* Exercise goal
Work out how many lines of the material below contain the word "serde", then write that number alone.

* Source information
━━━
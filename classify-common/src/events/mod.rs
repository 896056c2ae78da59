//! Event bus for collection state transitions
//!
//! Every state transition of a collection (staging, commit, enrichment,
//! removal) is published once on the bus. Consumers (the SSE transport,
//! event loggers, tests) subscribe and drain their own queue in order.

use serde::{Deserialize, Serialize};
use std::fmt;
use std::sync::{Arc, Mutex};
use tokio::sync::mpsc;

/// Kind of transition carried by an event
#[derive(Debug, Clone, Copy, PartialEq, Eq, Hash, Serialize, Deserialize)]
#[serde(rename_all = "lowercase")]
pub enum EventStatus {
    /// Item entered the buffer or the item store
    Add,
    /// Item changed in place (new raw input, enrichment results, match)
    Update,
    /// Item left the buffer or the item store
    Remove,
}

impl EventStatus {
    /// Wire name of the status
    pub fn as_str(&self) -> &'static str {
        match self {
            EventStatus::Add => "add",
            EventStatus::Update => "update",
            EventStatus::Remove => "remove",
        }
    }
}

impl fmt::Display for EventStatus {
    fn fmt(&self, f: &mut fmt::Formatter<'_>) -> fmt::Result {
        f.write_str(self.as_str())
    }
}

// ========================================
// EventBus Implementation
// ========================================

/// Ordered, non-blocking publish queue
///
/// Each subscriber owns an unbounded FIFO queue:
/// - Producers never block and never lose events for a live subscriber
/// - A subscriber observes events in publish order
/// - No replay: a subscriber only sees events published after it subscribed
/// - Dropped subscribers are pruned on the next publish
///
/// # Examples
///
/// ```
/// use classify_common::events::EventBus;
///
/// let bus: EventBus<String> = EventBus::new();
/// let mut sub = bus.subscribe();
///
/// bus.emit("first".to_string());
/// bus.emit("second".to_string());
///
/// assert_eq!(sub.try_recv().as_deref(), Some("first"));
/// assert_eq!(sub.try_recv().as_deref(), Some("second"));
/// ```
pub struct EventBus<E> {
    subscribers: Arc<Mutex<Vec<mpsc::UnboundedSender<E>>>>,
}

impl<E> Clone for EventBus<E> {
    fn clone(&self) -> Self {
        Self {
            subscribers: Arc::clone(&self.subscribers),
        }
    }
}

impl<E: Clone + Send + 'static> Default for EventBus<E> {
    fn default() -> Self {
        Self::new()
    }
}

impl<E: Clone + Send + 'static> EventBus<E> {
    /// Creates a bus with no subscribers
    pub fn new() -> Self {
        Self {
            subscribers: Arc::new(Mutex::new(Vec::new())),
        }
    }

    /// Subscribe to all future events
    ///
    /// Events emitted before subscription are not received.
    pub fn subscribe(&self) -> EventSubscription<E> {
        let (tx, rx) = mpsc::unbounded_channel();
        self.lock().push(tx);
        EventSubscription { rx }
    }

    /// Publish an event to every live subscriber
    ///
    /// Returns the number of subscribers the event was queued for. Zero
    /// subscribers is not an error: the event is simply not observed.
    pub fn emit(&self, event: E) -> usize {
        let mut subscribers = self.lock();
        subscribers.retain(|tx| tx.send(event.clone()).is_ok());
        subscribers.len()
    }

    /// Get the current number of live subscribers
    pub fn subscriber_count(&self) -> usize {
        let mut subscribers = self.lock();
        subscribers.retain(|tx| !tx.is_closed());
        subscribers.len()
    }

    fn lock(&self) -> std::sync::MutexGuard<'_, Vec<mpsc::UnboundedSender<E>>> {
        // A panicking publisher cannot leave the sender list half-updated
        self.subscribers
            .lock()
            .unwrap_or_else(|poisoned| poisoned.into_inner())
    }
}

/// One consumer's view of the bus
pub struct EventSubscription<E> {
    rx: mpsc::UnboundedReceiver<E>,
}

impl<E: Send + 'static> EventSubscription<E> {
    /// Wait for the next event
    ///
    /// Returns `None` once every bus handle has been dropped and the queue
    /// is drained.
    pub async fn recv(&mut self) -> Option<E> {
        self.rx.recv().await
    }

    /// Take the next queued event without waiting
    pub fn try_recv(&mut self) -> Option<E> {
        self.rx.try_recv().ok()
    }

    /// Drain everything currently queued
    pub fn drain(&mut self) -> Vec<E> {
        let mut events = Vec::new();
        while let Ok(event) = self.rx.try_recv() {
            events.push(event);
        }
        events
    }

    /// Convert into a stream, for transports that forward events
    pub fn into_stream(mut self) -> impl futures::Stream<Item = E> + Send {
        async_stream::stream! {
            while let Some(event) = self.rx.recv().await {
                yield event;
            }
        }
    }
}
━━━
* Written reply
2